- Active: 1952 to 30 September 1994
- Country: United States
- Branch: United States Navy
- Garrison/HQ: Naval Air Station Point Mugu
- Nickname(s): "The Evaluators"

= VX-4 =

VX-4, Air Test and Evaluation Squadron Four (AIRTEVRON FOUR), commonly referred to by its nickname of The Evaluators, was a United States Navy air test and evaluation squadron based at Naval Air Station Point Mugu, California. Their tail code was XF, and they flew the McDonnell Douglas F-4 Phantom, Grumman F-14 Tomcat and the McDonnell Douglas F/A-18 Hornet until their disestablishment in 1994.

==History==
There were two squadrons which used the designation VX-4. The first was established in 1946 as Experimental and Development squadron Four at NAS Quonset Point equipped with PB-1Ws to evaluate and develop Airborne Early Warning equipment and procedures. In 1950 it relocated to NAS Atlantic City as Air Development Squadron four. The squadron moved to NAS Patuxent River in 1951 where it was disestablished later the year due to the lapse of assigned projects.
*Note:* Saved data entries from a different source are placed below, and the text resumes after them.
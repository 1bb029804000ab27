//! Rubric definition
//!
//! The rubric is static data: four components of 25 points, each made of
//! rule checks whose conditions carry fixed point weights. The weights are
//! part of the external contract (the 90-point pass threshold depends on
//! them) and must not be re-derived.

use crate::artifact::ArtifactRole;
use crate::check::{MarkerRule, RuleCheck};
use crate::component::Component;
use crate::error::{Result, ScoreError};
use crate::marker::Marker;

/// Maximum total score of a rubric
pub const TOTAL_MAX: f64 = 100.0;

/// Tolerance when comparing point sums
const POINTS_EPSILON: f64 = 1e-6;

/// What a condition looks for
#[derive(Debug, Clone, Copy)]
pub enum ConditionKind {
    /// A single marker, present or absent
    Marker(Marker),
    /// At least `min` of `markers` present
    Threshold {
        markers: &'static [&'static str],
        min: usize,
        noun: &'static str,
    },
}

/// A scored sub-condition of a rule
#[derive(Debug, Clone, Copy)]
pub struct Condition {
    pub points: f64,
    pub kind: ConditionKind,
    /// Issue reported when the condition is not met. Threshold conditions
    /// build their message from the found count instead.
    pub issue: &'static str,
}

/// Static description of one rule check
#[derive(Debug, Clone, Copy)]
pub struct RuleDef {
    pub id: &'static str,
    pub label: &'static str,
    pub role: ArtifactRole,
    pub max: f64,
    pub conditions: &'static [Condition],
}

impl RuleDef {
    /// Sum of all condition points
    pub fn condition_points(&self) -> f64 {
        self.conditions.iter().map(|c| c.points).sum()
    }
}

/// Static description of one component
#[derive(Debug, Clone, Copy)]
pub struct ComponentDef {
    pub id: &'static str,
    pub name: &'static str,
    pub max: f64,
    pub rules: &'static [RuleDef],
}

const fn marker(points: f64, marker: Marker, issue: &'static str) -> Condition {
    Condition {
        points,
        kind: ConditionKind::Marker(marker),
        issue,
    }
}

const fn literal(points: f64, text: &'static str, issue: &'static str) -> Condition {
    marker(points, Marker::Literal(text), issue)
}

/// Frustration phrases the validator must recognise
pub const FRUSTRATION_TRIGGERS: &[&str] = &["נמאס", "זה לא עוזר", "אני פורש", "עזבי", "די"];

/// Phrases of the hardcoded first intake message
pub const INTAKE_PHRASES: &[&str] = &["שלום", "מה קרה", "מה אתה רוצה", "מה אסור"];

const FIRST_MESSAGE: RuleDef = RuleDef {
    id: "first-message",
    label: "First message format",
    role: ArtifactRole::IntakeHandler,
    max: 10.0,
    conditions: &[
        literal(2.5, "שלום", "Missing: שלום"),
        literal(2.5, "מה קרה", "Missing: מה קרה"),
        literal(2.5, "מה אתה רוצה", "Missing: מה אתה רוצה"),
        literal(2.5, "מה אסור", "Missing: מה אסור"),
    ],
};

const SYSTEM_PROMPT_RULES: RuleDef = RuleDef {
    id: "system-prompt-rules",
    label: "System prompt rules",
    role: ArtifactRole::SystemPrompt,
    max: 15.0,
    conditions: &[
        literal(2.0, "RULE 1: WORD LIMIT", "Missing rule: RULE 1: WORD LIMIT"),
        literal(
            2.0,
            "RULE 2: ONE QUESTION ONLY",
            "Missing rule: RULE 2: ONE QUESTION ONLY",
        ),
        literal(2.0, "RULE 3: FAST INTAKE", "Missing rule: RULE 3: FAST INTAKE"),
        literal(
            2.0,
            "RULE 4: DRAFT BY TURN 5",
            "Missing rule: RULE 4: DRAFT BY TURN 5",
        ),
        literal(
            2.0,
            "RULE 5: FRUSTRATION DETECTOR",
            "Missing rule: RULE 5: FRUSTRATION DETECTOR",
        ),
        literal(
            2.0,
            "RULE 6: PERSPECTIVE CLARITY",
            "Missing rule: RULE 6: PERSPECTIVE CLARITY",
        ),
        literal(2.0, "RULE 7: NO REPETITION", "Missing rule: RULE 7: NO REPETITION"),
        literal(
            1.0,
            "RUTH V2 BEHAVIORAL OVERRIDE",
            "Missing rule: RUTH V2 BEHAVIORAL OVERRIDE",
        ),
    ],
};

const WORD_COUNT: RuleDef = RuleDef {
    id: "word-count",
    label: "Word count",
    role: ArtifactRole::ResponseValidator,
    max: 10.0,
    conditions: &[
        marker(
            4.0,
            Marker::Constant {
                name: "MAX_WORDS",
                value: "55",
            },
            "Missing MAX_WORDS = 55 constant",
        ),
        literal(
            3.0,
            "checkResponseQuality",
            "Missing checkResponseQuality function",
        ),
        literal(
            3.0,
            "truncateToWordLimit",
            "Missing truncateToWordLimit function",
        ),
    ],
};

const QUESTION_DISCIPLINE: RuleDef = RuleDef {
    id: "question-discipline",
    label: "Questions",
    role: ArtifactRole::ResponseValidator,
    max: 8.0,
    conditions: &[
        marker(
            4.0,
            Marker::Constant {
                name: "MAX_QUESTIONS",
                value: "1",
            },
            "Missing MAX_QUESTIONS = 1 constant",
        ),
        literal(
            4.0,
            "removeExtraQuestions",
            "Missing removeExtraQuestions function",
        ),
    ],
};

const PERSPECTIVE: RuleDef = RuleDef {
    id: "perspective",
    label: "Perspective",
    role: ArtifactRole::SystemPrompt,
    max: 7.0,
    conditions: &[
        literal(
            4.0,
            "אתה מעריך שהיא הרגישה",
            "Missing partner perspective prefix",
        ),
        literal(3.0, "אתה מרגיש", "Missing user perspective prefix"),
    ],
};

const FRUSTRATION: RuleDef = RuleDef {
    id: "frustration",
    label: "Frustration handling",
    role: ArtifactRole::ResponseValidator,
    max: 10.0,
    conditions: &[
        literal(3.0, "detectFrustration", "Missing detectFrustration function"),
        Condition {
            points: 3.0,
            kind: ConditionKind::Threshold {
                markers: FRUSTRATION_TRIGGERS,
                min: 4,
                noun: "frustration triggers",
            },
            issue: "",
        },
        literal(2.0, "getFrustrationMenu", "Missing getFrustrationMenu function"),
        marker(
            2.0,
            Marker::NumberedOptions(&["1", "2", "3"]),
            "Menu missing numbered options",
        ),
    ],
};

const DRAFT_TIMING: RuleDef = RuleDef {
    id: "draft-timing",
    label: "Draft timing",
    role: ArtifactRole::ResponseValidator,
    max: 8.0,
    conditions: &[
        literal(
            4.0,
            "shouldGenerateDraft",
            "Missing shouldGenerateDraft function",
        ),
        literal(2.0, "turnCount >= 4", "Missing turnCount >= 4 trigger"),
        marker(
            2.0,
            Marker::AllOf(&["hasSubstantialContent", "hasMentionedGoal"]),
            "Missing early draft trigger logic",
        ),
    ],
};

const CONVERSATION_FLOW: RuleDef = RuleDef {
    id: "conversation-flow",
    label: "Flow",
    role: ArtifactRole::MessagePipeline,
    max: 7.0,
    conditions: &[
        literal(2.0, "RUTH V2 state", "Missing RUTH V2 state logging"),
        literal(
            2.0,
            "getFrustrationMenu",
            "Missing frustration handling in pipeline",
        ),
        marker(
            3.0,
            Marker::AllOf(&["shouldDraft", "shouldGenerateDraft"]),
            "Missing draft trigger in pipeline",
        ),
    ],
};

const TEMPLATES: RuleDef = RuleDef {
    id: "templates",
    label: "Templates",
    role: ArtifactRole::ResponseValidator,
    max: 8.0,
    conditions: &[
        literal(2.0, "apology", "Missing template: apology"),
        literal(2.0, "boundary", "Missing template: boundary"),
        literal(2.0, "future_rule", "Missing template: future_rule"),
        literal(2.0, "selectTemplate", "Missing selectTemplate function"),
    ],
};

const PIPELINE_INTEGRATION: RuleDef = RuleDef {
    id: "pipeline-integration",
    label: "Pipeline integration",
    role: ArtifactRole::MessagePipeline,
    max: 9.0,
    conditions: &[
        literal(
            3.0,
            "checkResponseQuality",
            "checkResponseQuality not imported in pipeline",
        ),
        literal(
            3.0,
            "detectFrustration",
            "detectFrustration not imported in pipeline",
        ),
        literal(
            3.0,
            "shouldGenerateDraft",
            "shouldGenerateDraft not imported in pipeline",
        ),
    ],
};

const RULE_ZERO: RuleDef = RuleDef {
    id: "rule-zero",
    label: "RULE 0 (intake)",
    role: ArtifactRole::IntakeHandler,
    max: 8.0,
    conditions: &[literal(
        8.0,
        "RULE 0",
        "RULE 0 comment not found in callbackHandler",
    )],
};

/// The standard RUTH V2 rubric, in evaluation order
pub const STANDARD_COMPONENTS: &[ComponentDef] = &[
    ComponentDef {
        id: "intake",
        name: "Intake Quality",
        max: 25.0,
        rules: &[FIRST_MESSAGE, SYSTEM_PROMPT_RULES],
    },
    ComponentDef {
        id: "response",
        name: "Response Quality",
        max: 25.0,
        rules: &[WORD_COUNT, QUESTION_DISCIPLINE, PERSPECTIVE],
    },
    ComponentDef {
        id: "wisdom",
        name: "Conversation Wisdom",
        max: 25.0,
        rules: &[FRUSTRATION, DRAFT_TIMING, CONVERSATION_FLOW],
    },
    ComponentDef {
        id: "success",
        name: "Overall Success",
        max: 25.0,
        rules: &[TEMPLATES, PIPELINE_INTEGRATION, RULE_ZERO],
    },
];

/// An ordered set of components scored together
pub struct Rubric {
    components: Vec<Component>,
    max: f64,
}

impl Rubric {
    pub fn new(components: Vec<Component>, max: f64) -> Self {
        Self { components, max }
    }

    /// Build a rubric from static component definitions
    pub fn from_defs(defs: &'static [ComponentDef], max: f64) -> Self {
        let components = defs
            .iter()
            .map(|def| {
                let checks = def
                    .rules
                    .iter()
                    .map(|rule| Box::new(MarkerRule::new(rule)) as Box<dyn RuleCheck>)
                    .collect();
                Component::new(def.id, def.name, def.max, checks)
            })
            .collect();
        Self::new(components, max)
    }

    /// The standard rubric
    pub fn standard() -> Self {
        Self::from_defs(STANDARD_COMPONENTS, TOTAL_MAX)
    }

    pub fn components(&self) -> &[Component] {
        &self.components
    }

    pub fn max(&self) -> f64 {
        self.max
    }

    /// Check that every declared maximum equals the sum of its parts.
    pub fn validate(&self) -> Result<()> {
        for component in &self.components {
            component.validate()?;
        }

        let total: f64 = self.components.iter().map(|c| c.max()).sum();
        if (total - self.max).abs() > POINTS_EPSILON {
            return Err(ScoreError::malformed_rubric(format!(
                "component maxima sum to {}, expected {}",
                total, self.max
            )));
        }

        Ok(())
    }
}

/// Check a static rule definition's condition points against its maximum
pub(crate) fn validate_rule_def(def: &RuleDef) -> Result<()> {
    let points = def.condition_points();
    if (points - def.max).abs() > POINTS_EPSILON {
        return Err(ScoreError::malformed_rubric(format!(
            "rule '{}' conditions sum to {}, expected {}",
            def.id, points, def.max
        )));
    }
    Ok(())
}

pub(crate) fn points_eq(a: f64, b: f64) -> bool {
    (a - b).abs() <= POINTS_EPSILON
}

#[cfg(test)]
mod tests {
    use super::*;

    #[test]
    fn test_standard_rubric_is_valid() {
        Rubric::standard().validate().unwrap();
    }

    #[test]
    fn test_every_component_max_is_25() {
        for def in STANDARD_COMPONENTS {
            let sum: f64 = def.rules.iter().map(|r| r.max).sum();
            assert_eq!(sum, 25.0, "component {}", def.id);
            assert_eq!(def.max, 25.0);
        }
    }

    #[test]
    fn test_component_maxima_sum_to_100() {
        let total: f64 = STANDARD_COMPONENTS.iter().map(|c| c.max).sum();
        assert_eq!(total, TOTAL_MAX);
    }

    #[test]
    fn test_rule_maxima_order() {
        let maxima: Vec<f64> = STANDARD_COMPONENTS
            .iter()
            .flat_map(|c| c.rules.iter().map(|r| r.max))
            .collect();
        assert_eq!(
            maxima,
            vec![10.0, 15.0, 10.0, 8.0, 7.0, 10.0, 8.0, 7.0, 8.0, 9.0, 8.0]
        );
    }

    #[test]
    fn test_rule_conditions_sum_to_max() {
        for def in STANDARD_COMPONENTS {
            for rule in def.rules {
                validate_rule_def(rule).unwrap();
            }
        }
    }

    #[test]
    fn test_component_order() {
        let rubric = Rubric::standard();
        let names: Vec<&str> = rubric
            .components()
            .iter()
            .map(|c| c.name())
            .collect();
        assert_eq!(
            names,
            vec![
                "Intake Quality",
                "Response Quality",
                "Conversation Wisdom",
                "Overall Success"
            ]
        );
    }

    #[test]
    fn test_rule_ids_are_unique() {
        let mut ids: Vec<&str> = STANDARD_COMPONENTS
            .iter()
            .flat_map(|c| c.rules.iter().map(|r| r.id))
            .collect();
        let count = ids.len();
        ids.sort();
        ids.dedup();
        assert_eq!(ids.len(), count);
    }

    #[test]
    fn test_wrong_total_is_malformed() {
        let rubric = Rubric::from_defs(&STANDARD_COMPONENTS[..3], TOTAL_MAX);
        let err = rubric.validate().unwrap_err();
        assert!(matches!(err, ScoreError::MalformedRubric { .. }));
    }
}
The second squadron to carry the VX-4 designation was established in 1952 at NAS Point Mugu to conduct evaluations of air-launched guided missiles as assigned by the Commander, Operational Test and Evaluation Force. That squadron is the subject of this article.

In 1960 the squadron began to include additional projects that were not associated with guided missiles. Projects such as the operational test and terrain clearance radar, Doppler navigation systems, and air-to-air distance measuring equipment were included in the squadron's tasks.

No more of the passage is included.